Data for the task:
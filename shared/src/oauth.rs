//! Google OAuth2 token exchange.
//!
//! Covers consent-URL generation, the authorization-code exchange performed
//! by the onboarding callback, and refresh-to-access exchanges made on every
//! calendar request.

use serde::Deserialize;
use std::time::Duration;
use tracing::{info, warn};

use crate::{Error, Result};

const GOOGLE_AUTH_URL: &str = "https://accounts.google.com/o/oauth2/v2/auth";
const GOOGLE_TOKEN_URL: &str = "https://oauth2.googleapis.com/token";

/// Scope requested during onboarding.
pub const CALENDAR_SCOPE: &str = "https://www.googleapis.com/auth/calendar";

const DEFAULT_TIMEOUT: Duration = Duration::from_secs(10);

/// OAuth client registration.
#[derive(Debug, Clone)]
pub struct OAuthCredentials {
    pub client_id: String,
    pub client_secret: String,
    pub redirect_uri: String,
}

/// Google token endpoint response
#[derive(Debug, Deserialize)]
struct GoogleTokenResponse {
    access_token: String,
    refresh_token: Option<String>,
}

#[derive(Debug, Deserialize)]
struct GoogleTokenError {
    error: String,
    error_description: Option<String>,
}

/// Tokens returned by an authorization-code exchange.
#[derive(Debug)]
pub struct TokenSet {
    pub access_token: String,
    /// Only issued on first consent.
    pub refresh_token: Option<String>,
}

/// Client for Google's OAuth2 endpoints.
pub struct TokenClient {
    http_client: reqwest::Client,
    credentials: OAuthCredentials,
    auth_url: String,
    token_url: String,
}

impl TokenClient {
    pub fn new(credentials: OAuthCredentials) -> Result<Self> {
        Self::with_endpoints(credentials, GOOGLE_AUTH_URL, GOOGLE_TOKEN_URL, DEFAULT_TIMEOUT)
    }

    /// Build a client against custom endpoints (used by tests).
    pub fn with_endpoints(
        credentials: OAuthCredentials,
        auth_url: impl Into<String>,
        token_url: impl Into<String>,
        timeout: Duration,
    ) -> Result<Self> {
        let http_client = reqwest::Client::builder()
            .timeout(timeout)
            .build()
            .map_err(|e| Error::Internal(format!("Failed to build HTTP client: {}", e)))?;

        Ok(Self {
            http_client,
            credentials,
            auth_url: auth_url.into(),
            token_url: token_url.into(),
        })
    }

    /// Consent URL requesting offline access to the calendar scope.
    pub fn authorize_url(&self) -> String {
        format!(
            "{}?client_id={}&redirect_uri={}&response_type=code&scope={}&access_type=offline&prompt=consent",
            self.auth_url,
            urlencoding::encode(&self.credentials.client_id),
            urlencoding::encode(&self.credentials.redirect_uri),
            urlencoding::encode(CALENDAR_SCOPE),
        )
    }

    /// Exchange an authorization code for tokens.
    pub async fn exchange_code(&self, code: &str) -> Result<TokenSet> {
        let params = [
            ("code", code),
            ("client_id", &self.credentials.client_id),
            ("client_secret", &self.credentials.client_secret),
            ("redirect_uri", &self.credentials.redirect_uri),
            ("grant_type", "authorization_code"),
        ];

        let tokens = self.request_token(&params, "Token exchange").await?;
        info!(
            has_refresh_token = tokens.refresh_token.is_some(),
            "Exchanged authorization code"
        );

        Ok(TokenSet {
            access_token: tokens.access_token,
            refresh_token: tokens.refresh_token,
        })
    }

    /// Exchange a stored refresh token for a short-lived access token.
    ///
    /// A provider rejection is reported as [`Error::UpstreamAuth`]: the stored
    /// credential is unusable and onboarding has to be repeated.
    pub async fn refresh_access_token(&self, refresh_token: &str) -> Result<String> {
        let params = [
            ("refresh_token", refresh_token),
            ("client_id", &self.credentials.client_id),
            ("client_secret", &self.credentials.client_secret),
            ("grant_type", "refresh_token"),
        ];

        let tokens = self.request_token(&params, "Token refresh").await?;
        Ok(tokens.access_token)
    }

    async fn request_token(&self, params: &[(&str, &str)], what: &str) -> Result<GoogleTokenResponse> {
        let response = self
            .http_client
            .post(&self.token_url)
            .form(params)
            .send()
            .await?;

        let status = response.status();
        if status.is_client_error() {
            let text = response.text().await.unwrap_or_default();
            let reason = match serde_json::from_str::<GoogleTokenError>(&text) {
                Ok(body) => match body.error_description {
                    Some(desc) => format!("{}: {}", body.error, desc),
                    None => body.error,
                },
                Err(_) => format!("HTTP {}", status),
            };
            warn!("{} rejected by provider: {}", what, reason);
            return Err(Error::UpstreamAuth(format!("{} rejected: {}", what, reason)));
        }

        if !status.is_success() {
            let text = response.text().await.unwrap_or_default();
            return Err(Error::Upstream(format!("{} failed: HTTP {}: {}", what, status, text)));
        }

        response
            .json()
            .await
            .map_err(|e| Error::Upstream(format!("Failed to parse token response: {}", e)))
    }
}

Work required: Note each line of the entries that has "rejected" in it, and copy those lines.

Your solution:
            warn!("{} rejected by provider: {}", what, reason);
            return Err(Error::UpstreamAuth(format!("{} rejected: {}", what, reason)));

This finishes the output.